=== Aim of the exercise ===
Copy all records verbatim.

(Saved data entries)
▽

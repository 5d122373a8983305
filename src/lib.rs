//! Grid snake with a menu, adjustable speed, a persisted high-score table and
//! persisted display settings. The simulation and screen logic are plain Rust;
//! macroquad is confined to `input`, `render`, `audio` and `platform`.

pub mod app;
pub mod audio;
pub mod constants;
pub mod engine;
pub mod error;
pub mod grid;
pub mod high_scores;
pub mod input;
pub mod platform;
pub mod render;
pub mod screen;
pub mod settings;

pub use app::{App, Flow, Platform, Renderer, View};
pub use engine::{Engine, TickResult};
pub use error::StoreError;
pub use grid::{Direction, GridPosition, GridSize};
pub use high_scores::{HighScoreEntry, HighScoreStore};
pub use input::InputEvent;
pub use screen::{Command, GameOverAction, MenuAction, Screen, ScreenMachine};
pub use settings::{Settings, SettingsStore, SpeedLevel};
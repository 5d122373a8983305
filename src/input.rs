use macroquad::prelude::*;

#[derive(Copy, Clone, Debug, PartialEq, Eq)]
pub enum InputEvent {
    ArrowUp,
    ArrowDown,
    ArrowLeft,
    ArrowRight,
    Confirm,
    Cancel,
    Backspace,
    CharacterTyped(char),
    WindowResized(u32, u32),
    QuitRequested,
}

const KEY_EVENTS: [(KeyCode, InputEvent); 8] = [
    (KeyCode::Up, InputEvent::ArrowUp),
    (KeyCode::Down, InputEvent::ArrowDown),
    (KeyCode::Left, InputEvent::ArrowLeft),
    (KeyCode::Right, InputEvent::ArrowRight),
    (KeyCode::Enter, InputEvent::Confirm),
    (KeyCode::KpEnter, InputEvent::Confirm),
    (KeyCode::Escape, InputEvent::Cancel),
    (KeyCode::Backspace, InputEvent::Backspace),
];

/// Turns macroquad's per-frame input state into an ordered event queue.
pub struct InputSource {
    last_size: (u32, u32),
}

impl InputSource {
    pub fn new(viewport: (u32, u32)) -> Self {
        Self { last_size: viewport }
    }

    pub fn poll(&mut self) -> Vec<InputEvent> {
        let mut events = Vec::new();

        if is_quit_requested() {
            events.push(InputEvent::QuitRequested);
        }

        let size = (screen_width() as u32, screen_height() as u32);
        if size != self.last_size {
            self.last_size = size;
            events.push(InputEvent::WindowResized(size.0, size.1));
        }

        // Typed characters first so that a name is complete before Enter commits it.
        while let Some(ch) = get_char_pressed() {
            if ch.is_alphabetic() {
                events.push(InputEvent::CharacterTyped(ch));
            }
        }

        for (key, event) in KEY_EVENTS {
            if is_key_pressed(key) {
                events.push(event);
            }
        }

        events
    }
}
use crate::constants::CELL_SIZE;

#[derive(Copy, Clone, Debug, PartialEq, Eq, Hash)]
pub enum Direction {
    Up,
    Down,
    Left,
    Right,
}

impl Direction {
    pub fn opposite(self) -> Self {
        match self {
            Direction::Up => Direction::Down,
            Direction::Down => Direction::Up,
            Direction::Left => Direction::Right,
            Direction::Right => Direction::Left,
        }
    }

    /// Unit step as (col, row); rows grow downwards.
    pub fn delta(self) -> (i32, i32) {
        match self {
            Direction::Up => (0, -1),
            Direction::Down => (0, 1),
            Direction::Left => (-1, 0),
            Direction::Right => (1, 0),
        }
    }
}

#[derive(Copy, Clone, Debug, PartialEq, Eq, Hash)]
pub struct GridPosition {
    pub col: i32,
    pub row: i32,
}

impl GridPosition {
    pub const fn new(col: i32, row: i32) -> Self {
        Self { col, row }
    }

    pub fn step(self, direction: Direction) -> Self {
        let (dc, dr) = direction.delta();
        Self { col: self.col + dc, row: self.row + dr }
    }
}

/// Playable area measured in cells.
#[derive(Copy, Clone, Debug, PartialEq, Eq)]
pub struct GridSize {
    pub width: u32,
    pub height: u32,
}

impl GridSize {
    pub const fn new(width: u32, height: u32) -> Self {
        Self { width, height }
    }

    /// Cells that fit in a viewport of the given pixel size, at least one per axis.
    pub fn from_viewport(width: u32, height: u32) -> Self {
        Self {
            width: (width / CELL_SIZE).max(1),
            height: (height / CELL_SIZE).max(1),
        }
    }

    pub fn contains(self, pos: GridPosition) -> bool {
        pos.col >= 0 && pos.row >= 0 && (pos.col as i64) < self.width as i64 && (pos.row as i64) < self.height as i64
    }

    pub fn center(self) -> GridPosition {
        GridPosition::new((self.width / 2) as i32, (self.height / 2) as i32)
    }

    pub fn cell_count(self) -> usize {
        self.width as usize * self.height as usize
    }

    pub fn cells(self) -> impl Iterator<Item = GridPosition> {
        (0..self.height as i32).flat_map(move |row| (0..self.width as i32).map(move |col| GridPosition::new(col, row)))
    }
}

△

=== Your solution ===
repository 5d122373a8983305
filename src/lib.rs
//! Grid snake with a menu, adjustable speed, a persisted high-score table and
//! persisted display settings. The simulation and screen logic are plain Rust;
//! macroquad is confined to `input`, `render`, `audio` and `platform`.

pub mod app;
pub mod audio;
pub mod constants;
pub mod engine;
pub mod error;
pub mod grid;
pub mod high_scores;
pub mod input;
pub mod platform;
pub mod render;
pub mod screen;
pub mod settings;

pub use app::{App, Flow, Platform, Renderer, View};
pub use engine::{Engine, TickResult};
pub use error::StoreError;
pub use grid::{Direction, GridPosition, GridSize};
pub use high_scores::{HighScoreEntry, HighScoreStore};
pub use input::InputEvent;
pub use screen::{Command, GameOverAction, MenuAction, Screen, ScreenMachine};
pub use settings::{Settings, SettingsStore, SpeedLevel};
repository 5d122373a8983305
filename src/input.rs
use macroquad::prelude::*;

#[derive(Copy, Clone, Debug, PartialEq, Eq)]
pub enum InputEvent {
    ArrowUp,
    ArrowDown,
    ArrowLeft,
    ArrowRight,
    Confirm,
    Cancel,
    Backspace,
    CharacterTyped(char),
    WindowResized(u32, u32),
    QuitRequested,
}

const KEY_EVENTS: [(KeyCode, InputEvent); 8] = [
    (KeyCode::Up, InputEvent::ArrowUp),
    (KeyCode::Down, InputEvent::ArrowDown),
    (KeyCode::Left, InputEvent::ArrowLeft),
    (KeyCode::Right, InputEvent::ArrowRight),
    (KeyCode::Enter, InputEvent::Confirm),
    (KeyCode::KpEnter, InputEvent::Confirm),
    (KeyCode::Escape, InputEvent::Cancel),
    (KeyCode::Backspace, InputEvent::Backspace),
];

/// Turns macroquad's per-frame input state into an ordered event queue.
pub struct InputSource {
    last_size: (u32, u32),
}

impl InputSource {
    pub fn new(viewport: (u32, u32)) -> Self {
        Self { last_size: viewport }
    }

    pub fn poll(&mut self) -> Vec<InputEvent> {
        let mut events = Vec::new();

        if is_quit_requested() {
            events.push(InputEvent::QuitRequested);
        }

        let size = (screen_width() as u32, screen_height() as u32);
        if size != self.last_size {
            self.last_size = size;
            events.push(InputEvent::WindowResized(size.0, size.1));
        }

        // Typed characters first so that a name is complete before Enter commits it.
        while let Some(ch) = get_char_pressed() {
            if ch.is_alphabetic() {
                events.push(InputEvent::CharacterTyped(ch));
            }
        }

        for (key, event) in KEY_EVENTS {
            if is_key_pressed(key) {
                events.push(event);
            }
        }

        events
    }
}
use crate::constants::CELL_SIZE;

#[derive(Copy, Clone, Debug, PartialEq, Eq, Hash)]
pub enum Direction {
    Up,
    Down,
    Left,
    Right,
}

impl Direction {
    pub fn opposite(self) -> Self {
        match self {
            Direction::Up => Direction::Down,
            Direction::Down => Direction::Up,
            Direction::Left => Direction::Right,
            Direction::Right => Direction::Left,
        }
    }

    /// Unit step as (col, row); rows grow downwards.
    pub fn delta(self) -> (i32, i32) {
        match self {
            Direction::Up => (0, -1),
            Direction::Down => (0, 1),
            Direction::Left => (-1, 0),
            Direction::Right => (1, 0),
        }
    }
}

#[derive(Copy, Clone, Debug, PartialEq, Eq, Hash)]
pub struct GridPosition {
    pub col: i32,
    pub row: i32,
}

impl GridPosition {
    pub const fn new(col: i32, row: i32) -> Self {
        Self { col, row }
    }

    pub fn step(self, direction: Direction) -> Self {
        let (dc, dr) = direction.delta();
        Self { col: self.col + dc, row: self.row + dr }
    }
}

/// Playable area measured in cells.
#[derive(Copy, Clone, Debug, PartialEq, Eq)]
pub struct GridSize {
    pub width: u32,
    pub height: u32,
}

impl GridSize {
    pub const fn new(width: u32, height: u32) -> Self {
        Self { width, height }
    }

    /// Cells that fit in a viewport of the given pixel size, at least one per axis.
    pub fn from_viewport(width: u32, height: u32) -> Self {
        Self {
            width: (width / CELL_SIZE).max(1),
            height: (height / CELL_SIZE).max(1),
        }
    }

    pub fn contains(self, pos: GridPosition) -> bool {
        pos.col >= 0 && pos.row >= 0 && (pos.col as i64) < self.width as i64 && (pos.row as i64) < self.height as i64
    }

    pub fn center(self) -> GridPosition {
        GridPosition::new((self.width / 2) as i32, (self.height / 2) as i32)
    }

    pub fn cell_count(self) -> usize {
        self.width as usize * self.height as usize
    }

    pub fn cells(self) -> impl Iterator<Item = GridPosition> {
        (0..self.height as i32).flat_map(move |row| (0..self.width as i32).map(move |col| GridPosition::new(col, row)))
    }
}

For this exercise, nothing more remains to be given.